• [Exercise]
Your response should be the listing below, repeated exactly and in full.

*** Opening Available data ***

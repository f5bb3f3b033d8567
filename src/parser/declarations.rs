//! Declaration parsing implementation
//!
//! This module handles parsing of declarations:
//!
//! - Variable declarations: `var name: type;`
//! - Function declarations: `function name(params): type begin ... end`
//! - Types and function parameters
//!
//! # Grammar
//!
//! ```text
//! <Declaration>       ::= var Identifier Colon <Type> Semi
//! <Type>              ::= int | float | string | bool
//! <MethodDeclaration> ::= function Identifier LParen <OptionalParams> RParen
//!                         Colon <Type> begin <StatementList> end
//! <OptionalParams>    ::= <ParamList> | <Empty>
//! <ParamList>         ::= <Param> <ParamTail>
//! <ParamTail>         ::= Comma <Param> <ParamTail> | <Empty>
//! <Param>             ::= Identifier Colon <Type>
//! ```
//!
//! All parsing methods are implemented as `pub(crate)` methods on the [`Parser`] struct.

use crate::parser::grammar::{Rule, Symbol};
use crate::parser::parse::{Parser, Step};

impl Parser<'_> {
    /// Parse variable declaration
    pub(crate) fn parse_declaration(&mut self) -> Step {
        self.expect(Symbol::Var)?;
        self.expect(Symbol::Identifier)?;
        self.expect(Symbol::Colon)?;
        self.parse_type()?;
        self.expect(Symbol::Semi)?;
        self.reduce(Rule::Declaration)
    }

    /// Parse a type keyword
    pub(crate) fn parse_type(&mut self) -> Step {
        let rule = match self.peek_symbol() {
            Symbol::Int => Rule::TypeInt,
            Symbol::Float => Rule::TypeFloat,
            Symbol::String => Rule::TypeString,
            Symbol::Bool => Rule::TypeBool,
            _ => {
                self.check_first(Symbol::Type);
                return Err(self.syntax_error());
            }
        };

        self.shift()?;
        self.reduce(rule)
    }

    /// Parse function declaration
    pub(crate) fn parse_method_declaration(&mut self) -> Step {
        self.expect(Symbol::Function)?;
        self.expect(Symbol::Identifier)?;
        self.expect(Symbol::LParen)?;

        if self.check(Symbol::Identifier) {
            self.parse_param()?;
            let mut tail = 0;
            while self.check(Symbol::Comma) {
                self.shift()?;
                self.parse_param()?;
                tail += 1;
            }

            self.reduce(Rule::Empty)?;
            self.reduce(Rule::ParamTailEmpty)?;
            for _ in 0..tail {
                self.reduce(Rule::ParamTailComma)?;
            }
            self.reduce(Rule::ParamList)?;
            self.reduce(Rule::OptionalParamsList)?;
        } else {
            self.reduce(Rule::Empty)?;
            self.reduce(Rule::OptionalParamsEmpty)?;
        }

        self.expect(Symbol::RParen)?;
        self.expect(Symbol::Colon)?;
        self.parse_type()?;
        self.expect(Symbol::Begin)?;
        self.parse_statement_list()?;
        self.expect(Symbol::End)?;
        self.reduce(Rule::MethodDeclaration)
    }

    /// Parse `name: type`
    fn parse_param(&mut self) -> Step {
        self.expect(Symbol::Identifier)?;
        self.expect(Symbol::Colon)?;
        self.parse_type()?;
        self.reduce(Rule::Param)
    }
}
use ratatui::style::Color;

pub struct Theme {
    pub fg: Color,
    pub primary: Color,   // Blue
    pub secondary: Color, // Orange
    pub comment: Color,   // Grey
    pub success: Color,   // Green
    pub error: Color,     // Red
    pub keyword: Color,
    pub string: Color,
    pub number: Color,
    pub border_focused: Color,
    pub border_normal: Color,
    pub current_line_bg: Color,
    pub nonterminal: Color, // Yellow for <Nonterminal> symbols
    pub type_name: Color,   // Cyan for type names
}

pub const DEFAULT_THEME: Theme = Theme {
    fg: Color::Rgb(205, 214, 244),
    primary: Color::Rgb(137, 180, 250),   // Blue
    secondary: Color::Rgb(250, 179, 135), // Orange
    comment: Color::Rgb(108, 112, 134),
    success: Color::Rgb(166, 227, 161),
    error: Color::Rgb(243, 139, 168),
    keyword: Color::Rgb(137, 180, 250),        // Blue for keywords
    string: Color::Rgb(250, 179, 135),         // Orange for strings
    number: Color::Rgb(250, 179, 135),         // Orange for numbers
    border_focused: Color::Rgb(249, 226, 175), // Yellow border for focus
    border_normal: Color::Rgb(108, 112, 134),  // Grey border for normal
    current_line_bg: Color::Rgb(50, 50, 70),   // Slightly lighter BG for current line
    nonterminal: Color::Rgb(249, 226, 175),
    type_name: Color::Rgb(148, 226, 213),
};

*** Closing Available data ***

• [The answer]
repository f5bb3f3b033d8567
filename src/parser/declarations.rs
//! Declaration parsing implementation
//!
//! This module handles parsing of declarations:
//!
//! - Variable declarations: `var name: type;`
//! - Function declarations: `function name(params): type begin ... end`
//! - Types and function parameters
//!
//! # Grammar
//!
//! ```text
//! <Declaration>       ::= var Identifier Colon <Type> Semi
//! <Type>              ::= int | float | string | bool
//! <MethodDeclaration> ::= function Identifier LParen <OptionalParams> RParen
//!                         Colon <Type> begin <StatementList> end
//! <OptionalParams>    ::= <ParamList> | <Empty>
//! <ParamList>         ::= <Param> <ParamTail>
//! <ParamTail>         ::= Comma <Param> <ParamTail> | <Empty>
//! <Param>             ::= Identifier Colon <Type>
//! ```
//!
//! All parsing methods are implemented as `pub(crate)` methods on the [`Parser`] struct.

use crate::parser::grammar::{Rule, Symbol};
use crate::parser::parse::{Parser, Step};

impl Parser<'_> {
    /// Parse variable declaration
    pub(crate) fn parse_declaration(&mut self) -> Step {
        self.expect(Symbol::Var)?;
        self.expect(Symbol::Identifier)?;
        self.expect(Symbol::Colon)?;
        self.parse_type()?;
        self.expect(Symbol::Semi)?;
        self.reduce(Rule::Declaration)
    }

    /// Parse a type keyword
    pub(crate) fn parse_type(&mut self) -> Step {
        let rule = match self.peek_symbol() {
            Symbol::Int => Rule::TypeInt,
            Symbol::Float => Rule::TypeFloat,
            Symbol::String => Rule::TypeString,
            Symbol::Bool => Rule::TypeBool,
            _ => {
                self.check_first(Symbol::Type);
                return Err(self.syntax_error());
            }
        };

        self.shift()?;
        self.reduce(rule)
    }

    /// Parse function declaration
    pub(crate) fn parse_method_declaration(&mut self) -> Step {
        self.expect(Symbol::Function)?;
        self.expect(Symbol::Identifier)?;
        self.expect(Symbol::LParen)?;

        if self.check(Symbol::Identifier) {
            self.parse_param()?;
            let mut tail = 0;
            while self.check(Symbol::Comma) {
                self.shift()?;
                self.parse_param()?;
                tail += 1;
            }

            self.reduce(Rule::Empty)?;
            self.reduce(Rule::ParamTailEmpty)?;
            for _ in 0..tail {
                self.reduce(Rule::ParamTailComma)?;
            }
            self.reduce(Rule::ParamList)?;
            self.reduce(Rule::OptionalParamsList)?;
        } else {
            self.reduce(Rule::Empty)?;
            self.reduce(Rule::OptionalParamsEmpty)?;
        }

        self.expect(Symbol::RParen)?;
        self.expect(Symbol::Colon)?;
        self.parse_type()?;
        self.expect(Symbol::Begin)?;
        self.parse_statement_list()?;
        self.expect(Symbol::End)?;
        self.reduce(Rule::MethodDeclaration)
    }

    /// Parse `name: type`
    fn parse_param(&mut self) -> Step {
        self.expect(Symbol::Identifier)?;
        self.expect(Symbol::Colon)?;
        self.parse_type()?;
        self.reduce(Rule::Param)
    }
}
use ratatui::style::Color;

pub struct Theme {
    pub fg: Color,
    pub primary: Color,   // Blue
    pub secondary: Color, // Orange
    pub comment: Color,   // Grey
    pub success: Color,   // Green
    pub error: Color,     // Red
    pub keyword: Color,
    pub string: Color,
    pub number: Color,
    pub border_focused: Color,
    pub border_normal: Color,
    pub current_line_bg: Color,
    pub nonterminal: Color, // Yellow for <Nonterminal> symbols
    pub type_name: Color,   // Cyan for type names
}

pub const DEFAULT_THEME: Theme = Theme {
    fg: Color::Rgb(205, 214, 244),
    primary: Color::Rgb(137, 180, 250),   // Blue
    secondary: Color::Rgb(250, 179, 135), // Orange
    comment: Color::Rgb(108, 112, 134),
    success: Color::Rgb(166, 227, 161),
    error: Color::Rgb(243, 139, 168),
    keyword: Color::Rgb(137, 180, 250),        // Blue for keywords
    string: Color::Rgb(250, 179, 135),         // Orange for strings
    number: Color::Rgb(250, 179, 135),         // Orange for numbers
    border_focused: Color::Rgb(249, 226, 175), // Yellow border for focus
    border_normal: Color::Rgb(108, 112, 134),  // Grey border for normal
    current_line_bg: Color::Rgb(50, 50, 70),   // Slightly lighter BG for current line
    nonterminal: Color::Rgb(249, 226, 175),
    type_name: Color::Rgb(148, 226, 213),
};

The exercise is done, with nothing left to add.